* **Data for review**:
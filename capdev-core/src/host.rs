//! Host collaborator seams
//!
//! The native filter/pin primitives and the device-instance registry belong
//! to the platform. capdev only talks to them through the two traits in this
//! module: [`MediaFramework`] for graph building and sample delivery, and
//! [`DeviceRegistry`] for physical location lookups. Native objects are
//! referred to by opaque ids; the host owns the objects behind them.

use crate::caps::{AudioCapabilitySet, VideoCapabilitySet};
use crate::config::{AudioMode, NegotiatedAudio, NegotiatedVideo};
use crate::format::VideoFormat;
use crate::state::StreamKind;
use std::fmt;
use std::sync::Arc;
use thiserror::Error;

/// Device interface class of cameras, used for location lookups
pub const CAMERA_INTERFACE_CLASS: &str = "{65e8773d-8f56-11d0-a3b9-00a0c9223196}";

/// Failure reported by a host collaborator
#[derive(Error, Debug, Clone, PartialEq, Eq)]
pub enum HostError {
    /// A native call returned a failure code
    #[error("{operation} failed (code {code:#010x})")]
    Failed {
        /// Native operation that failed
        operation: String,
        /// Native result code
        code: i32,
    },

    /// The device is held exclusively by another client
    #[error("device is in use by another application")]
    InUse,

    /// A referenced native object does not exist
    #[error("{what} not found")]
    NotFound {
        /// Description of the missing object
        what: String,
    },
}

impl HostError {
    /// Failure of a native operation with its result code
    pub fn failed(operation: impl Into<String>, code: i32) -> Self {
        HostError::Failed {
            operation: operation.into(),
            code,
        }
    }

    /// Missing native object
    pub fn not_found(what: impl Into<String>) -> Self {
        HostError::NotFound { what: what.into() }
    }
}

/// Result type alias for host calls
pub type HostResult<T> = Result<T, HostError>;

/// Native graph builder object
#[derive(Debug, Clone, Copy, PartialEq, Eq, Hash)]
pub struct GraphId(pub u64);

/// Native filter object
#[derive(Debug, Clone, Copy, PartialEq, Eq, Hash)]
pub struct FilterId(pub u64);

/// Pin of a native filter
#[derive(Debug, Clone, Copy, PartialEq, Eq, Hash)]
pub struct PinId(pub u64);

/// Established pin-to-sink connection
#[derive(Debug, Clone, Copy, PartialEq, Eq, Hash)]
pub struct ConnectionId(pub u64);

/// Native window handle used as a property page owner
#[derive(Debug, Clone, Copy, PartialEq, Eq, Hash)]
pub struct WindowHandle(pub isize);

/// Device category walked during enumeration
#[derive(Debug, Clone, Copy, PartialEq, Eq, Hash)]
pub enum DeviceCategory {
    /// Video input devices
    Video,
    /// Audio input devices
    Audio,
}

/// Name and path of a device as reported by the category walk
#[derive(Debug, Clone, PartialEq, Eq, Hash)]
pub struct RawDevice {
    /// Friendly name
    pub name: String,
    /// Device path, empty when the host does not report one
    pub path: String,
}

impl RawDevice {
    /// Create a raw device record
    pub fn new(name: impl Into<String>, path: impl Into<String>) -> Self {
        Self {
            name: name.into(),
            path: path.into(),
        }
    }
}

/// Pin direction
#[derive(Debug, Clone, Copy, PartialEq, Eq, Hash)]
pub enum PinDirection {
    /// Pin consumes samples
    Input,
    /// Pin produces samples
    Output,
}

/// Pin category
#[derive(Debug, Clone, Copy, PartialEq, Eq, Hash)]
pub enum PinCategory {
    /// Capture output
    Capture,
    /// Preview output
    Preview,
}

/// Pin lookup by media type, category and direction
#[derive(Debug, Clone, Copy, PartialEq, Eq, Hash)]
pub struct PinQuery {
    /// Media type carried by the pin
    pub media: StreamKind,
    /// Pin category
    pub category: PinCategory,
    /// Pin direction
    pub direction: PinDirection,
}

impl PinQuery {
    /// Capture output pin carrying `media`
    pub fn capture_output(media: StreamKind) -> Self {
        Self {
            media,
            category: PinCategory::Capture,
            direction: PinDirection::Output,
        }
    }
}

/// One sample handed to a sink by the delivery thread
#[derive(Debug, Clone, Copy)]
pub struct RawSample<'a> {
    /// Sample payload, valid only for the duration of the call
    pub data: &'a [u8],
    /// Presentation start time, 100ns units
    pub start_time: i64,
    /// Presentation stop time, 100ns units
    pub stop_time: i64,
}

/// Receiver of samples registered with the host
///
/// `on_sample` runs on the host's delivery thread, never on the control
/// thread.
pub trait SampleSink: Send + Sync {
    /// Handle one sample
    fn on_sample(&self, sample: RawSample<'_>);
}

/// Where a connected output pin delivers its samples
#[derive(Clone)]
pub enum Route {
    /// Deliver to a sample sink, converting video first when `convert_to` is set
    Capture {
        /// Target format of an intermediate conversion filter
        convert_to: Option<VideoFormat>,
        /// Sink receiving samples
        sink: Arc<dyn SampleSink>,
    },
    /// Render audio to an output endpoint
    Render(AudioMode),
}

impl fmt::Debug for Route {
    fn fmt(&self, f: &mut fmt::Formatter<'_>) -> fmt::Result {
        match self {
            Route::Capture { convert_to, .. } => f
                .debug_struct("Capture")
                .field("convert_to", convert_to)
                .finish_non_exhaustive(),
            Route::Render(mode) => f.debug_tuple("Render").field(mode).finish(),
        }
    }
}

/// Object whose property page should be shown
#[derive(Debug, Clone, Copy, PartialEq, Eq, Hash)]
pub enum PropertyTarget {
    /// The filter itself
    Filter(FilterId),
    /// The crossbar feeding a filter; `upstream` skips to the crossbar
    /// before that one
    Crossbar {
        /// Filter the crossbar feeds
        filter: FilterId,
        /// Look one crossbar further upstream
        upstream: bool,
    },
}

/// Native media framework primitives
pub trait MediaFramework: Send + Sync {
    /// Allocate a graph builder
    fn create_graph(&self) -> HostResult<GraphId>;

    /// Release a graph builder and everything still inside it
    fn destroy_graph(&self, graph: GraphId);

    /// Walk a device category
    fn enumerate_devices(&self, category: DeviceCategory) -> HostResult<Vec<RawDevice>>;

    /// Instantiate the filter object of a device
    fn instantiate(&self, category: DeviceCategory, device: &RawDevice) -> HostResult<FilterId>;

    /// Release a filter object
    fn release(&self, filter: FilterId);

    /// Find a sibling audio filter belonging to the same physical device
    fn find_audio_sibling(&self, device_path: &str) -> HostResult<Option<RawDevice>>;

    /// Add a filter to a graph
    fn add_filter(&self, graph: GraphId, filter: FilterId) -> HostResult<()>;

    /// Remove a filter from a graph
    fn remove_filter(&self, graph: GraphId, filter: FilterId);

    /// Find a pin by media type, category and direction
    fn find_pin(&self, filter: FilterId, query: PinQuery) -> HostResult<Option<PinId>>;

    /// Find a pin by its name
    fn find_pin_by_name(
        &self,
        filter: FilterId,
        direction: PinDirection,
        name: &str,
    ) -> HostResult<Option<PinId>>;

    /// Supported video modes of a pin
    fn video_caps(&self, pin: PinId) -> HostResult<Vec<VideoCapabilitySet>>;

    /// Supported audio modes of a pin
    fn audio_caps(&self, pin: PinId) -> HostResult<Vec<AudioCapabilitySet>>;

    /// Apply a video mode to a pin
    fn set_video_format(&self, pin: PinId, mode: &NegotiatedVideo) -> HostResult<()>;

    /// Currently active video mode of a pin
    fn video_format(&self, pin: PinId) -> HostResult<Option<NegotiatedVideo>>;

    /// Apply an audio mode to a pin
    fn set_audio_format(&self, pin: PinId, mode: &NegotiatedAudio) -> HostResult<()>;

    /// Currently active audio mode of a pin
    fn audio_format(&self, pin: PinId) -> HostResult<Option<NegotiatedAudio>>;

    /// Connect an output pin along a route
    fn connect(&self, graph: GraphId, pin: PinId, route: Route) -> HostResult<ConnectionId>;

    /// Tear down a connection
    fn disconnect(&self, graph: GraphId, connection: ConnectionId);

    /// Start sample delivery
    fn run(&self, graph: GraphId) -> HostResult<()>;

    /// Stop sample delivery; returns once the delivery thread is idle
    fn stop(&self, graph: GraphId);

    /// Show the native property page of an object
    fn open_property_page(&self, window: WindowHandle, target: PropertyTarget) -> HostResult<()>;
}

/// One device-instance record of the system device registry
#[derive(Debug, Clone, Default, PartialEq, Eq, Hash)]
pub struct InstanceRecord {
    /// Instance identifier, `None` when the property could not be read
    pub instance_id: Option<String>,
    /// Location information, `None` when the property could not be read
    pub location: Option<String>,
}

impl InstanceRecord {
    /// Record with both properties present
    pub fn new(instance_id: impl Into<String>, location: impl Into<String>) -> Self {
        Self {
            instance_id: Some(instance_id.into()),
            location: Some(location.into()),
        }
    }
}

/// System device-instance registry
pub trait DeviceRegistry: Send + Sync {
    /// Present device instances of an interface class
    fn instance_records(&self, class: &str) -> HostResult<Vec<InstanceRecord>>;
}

* **What you are asked to do**: How many lines of the material above contain the word "units"? Answer with the number only.

* **Answer to this exercise**: 2